I grappled with if I wanted to share these thoughts publicly, worrying it would be seen as me cashing in on a tragic event to gain website traffic, blog views, and all that. But I can’t stop thinking about it so I must write, and hope that it helps others realize the importance of photos at other times, besides milestones like weddings, births, etc. So, here we go.

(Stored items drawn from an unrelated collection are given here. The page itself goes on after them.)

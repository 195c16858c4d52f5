use std::path::Path;
use walkdir::WalkDir;

use crate::error::{Result, SweepError};

use super::cancel::CancelToken;
use super::stats::DirStats;

/// Measure everything beneath `root`, `root` itself included.
///
/// Symlinks are counted as entries but never followed. The first unreadable
/// entry fails the whole measurement: a partial count is never returned.
/// `cancel` is polled before every entry.
pub fn measure_dir(root: &Path, cancel: &CancelToken) -> Result<DirStats> {
    let mut stats = DirStats::default();

    for entry in WalkDir::new(root).follow_links(false) {
        cancel.check()?;

        let entry = entry.map_err(|e| SweepError::walk(root, e))?;
        let metadata = entry.metadata().map_err(|e| SweepError::walk(root, e))?;

        stats.files += 1;
        if !entry.file_type().is_dir() {
            stats.bytes += metadata.len();
        }
    }

    Ok(stats)
}
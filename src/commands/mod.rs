//! Command implementations, one module per entry point.

pub mod scan;
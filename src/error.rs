use std::path::{Path, PathBuf};
use thiserror::Error;

/// Core library errors
#[derive(Error, Debug)]
pub enum SweepError {
    #[error("Configuration error: {0}")]
    Config(#[from] ConfigError),

    #[error("IO error at path '{path}': {source}")]
    Io {
        path: PathBuf,
        #[source]
        source: std::io::Error,
    },

    #[error("Cannot read '{path}': {source}")]
    Walk {
        path: PathBuf,
        #[source]
        source: walkdir::Error,
    },

    #[error("Scan cancelled")]
    Cancelled,

    #[error("Invalid path: {0}")]
    InvalidPath(String),

    #[error("Failed to start measurement workers: {0}")]
    ThreadPool(#[from] rayon::ThreadPoolBuildError),

    #[error("Scan thread panicked")]
    Panicked,
}

impl SweepError {
    /// True if this error is the explicit cancellation error.
    pub fn is_cancelled(&self) -> bool {
        matches!(self, SweepError::Cancelled)
    }

    /// The underlying I/O error kind, when there is one.
    pub fn io_kind(&self) -> Option<std::io::ErrorKind> {
        match self {
            SweepError::Io { source, .. } => Some(source.kind()),
            SweepError::Walk { source, .. } => source.io_error().map(|e| e.kind()),
            _ => None,
        }
    }

    /// Wrap a traversal error, naming the failing path when walkdir knows it.
    pub(crate) fn walk(fallback: &Path, source: walkdir::Error) -> Self {
        let path = source.path().unwrap_or(fallback).to_path_buf();
        SweepError::Walk { path, source }
    }
}

/// Configuration-specific errors
#[derive(Error, Debug)]
pub enum ConfigError {
    #[error("Failed to read config file '{path}': {source}")]
    ReadError {
        path: PathBuf,
        #[source]
        source: std::io::Error,
    },

    #[error("Failed to parse config file '{path}': {source}")]
    ParseError {
        path: PathBuf,
        #[source]
        source: toml::de::Error,
    },

    #[error("Invalid configuration: {0}")]
    Invalid(String),
}

/// Result type alias for convenience
pub type Result<T> = std::result::Result<T, SweepError>;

A couple weeks ago I got news that my step grandfather had passed. It was something we knew was coming, but still hurt nonetheless. If I am being honest, I have never been great at processing difficult emotions, I struggle to allow myself to feel and express sadness, but this loss hit me strongly, I just wasn’t sure how in the moment. I quickly realized why a couple of days after I got the call, as the funeral was being planned, when my step mom asked me to share the photos I had taken of everyone over the past Thanksgiving. That’s when it hit me. I had taken the last set of professional photos of my grandfather before his passing. To me, that realization was both wildly terrifying and incredibly validating to me. Knowing that the art I produce could potentially be the last photos of a family member honestly freaks me the hell out, and makes me feel such pressure to capture every moment and every detail perfectly. But alongside that fear comes empowerment and a reminder that what we do is SO important, even if we may not realize it in the moment.
To think that these photos that were done on somewhat of a whim ended up being so meaningful and important amazes me, and makes me so happy we did them. Processing this event has really reminded me that photos shouldn’t only be done during major life events, but minor ones as well. And sometimes, just because. You never know what life might throw at you; making and capturing memories as often as possible is so important. And I don’t just mean professional photos, either. Take pictures on your phone, hanging out at home, on vacation, or when visiting family. Just. Take. Photos.
Rest in peace, Larry. I love you.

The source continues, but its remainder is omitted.